Escola Superior de Ifá (Èsì)
Curso de Filosofia e Teologia Yorùbá
Módulo Òrìṣà Yemoja
"Através dos seguintes módulos sobre Òrìṣà, os alunos da ÈSÌ poderão ter um enfoque claro e específico sobre alguns dos Òrìṣà mais conhecidos na América. O seguinte material não tem o objetivo de treinar pessoas, e não procura ter a verdade absoluta. É hora de os seguidores de Òrìṣà evoluírem, indo para uma perspectiva verdadeiramente tradicional, entendendo que pertencemos a uma tradição plural, e baseada na oralidade. Portanto, nada pode ser verdade totalitária, mais nada tem que deixar de ser verdade.

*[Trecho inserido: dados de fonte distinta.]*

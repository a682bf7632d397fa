//! Table expectations — the fixed list of tables an extractor declares
//! it will attempt to read.

use serde::{Deserialize, Serialize};

/// A single table an extractor expects to read.
///
/// Declaring `critical: true` means the gap analyzer treats a missing
/// or failed read of this table as a severity-weighted finding rather
/// than routine incompleteness.
#[derive(Debug, Clone, PartialEq, Eq, Serialize, Deserialize)]
pub struct TableExpectation {
    pub name: String,
    pub description: String,
    pub critical: bool,
}

impl TableExpectation {
    pub fn new(name: impl Into<String>, description: impl Into<String>) -> Self {
        Self {
            name: name.into(),
            description: description.into(),
            critical: false,
        }
    }

    pub fn critical(mut self) -> Self {
        self.critical = true;
        self
    }
}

Akogun Ifáṣọlá Ajobi Àgboọlà
YEMỌJÁ
Yemọjá é um Òrìṣà muito conhecido, tanto na América, como na terra Yorùbá. Seu culto gira em torno da água, mas em primeiro lugar temos que fazer o primeiro esclarecimento, que servirá para o restante do presente material, Yemọjá é um Òrìṣà de rio, assim com a maioria dos Òrìṣà femininos vinculados ao elemento água.
Isso significa que todo o culto na América esteja errado? Não, claro que não, mas aqui devemos entender as diferenças entre o culto Tradicional Yorùbá, e as tradições nascidas na América, com seus folclores e suas culturas respectivamente. Em quase todos os cultos de Òrìṣà acontece uma readaptação, e isso na minha opinião pessoal, deve ser respeitado, sabendo que, o Candomblé, o Batuque e a Santeria Cubana, têm uma mesma origem, porém não uma origem só. Basta estudar atentamente os conceitos, práticas, e matrizes culturais, para dar se conta da miscigenação de culturas e crenças, nas respectivas práticas.
Esclarecido isso, compreenderemos que nada do que se pratica nos seguimentos de Òrìṣà é errado se tem ancestralidade, o problema começa quando, teorias, pensamentos, crenças próprias, e a desinformação tomam conta para adulterar a sabedoria ancestral.
Odu Ika Fun
O nome deste Òrìṣà pode ser
traduzido como Yèyé ọmọ ẹja “A mãe dos peixes”. Porém, como os outros Òrìṣà,
ela possui outros nomes que, geralmente, têm ligação com sua vida na terra,
poderes, atributos e funcionalidade comunal.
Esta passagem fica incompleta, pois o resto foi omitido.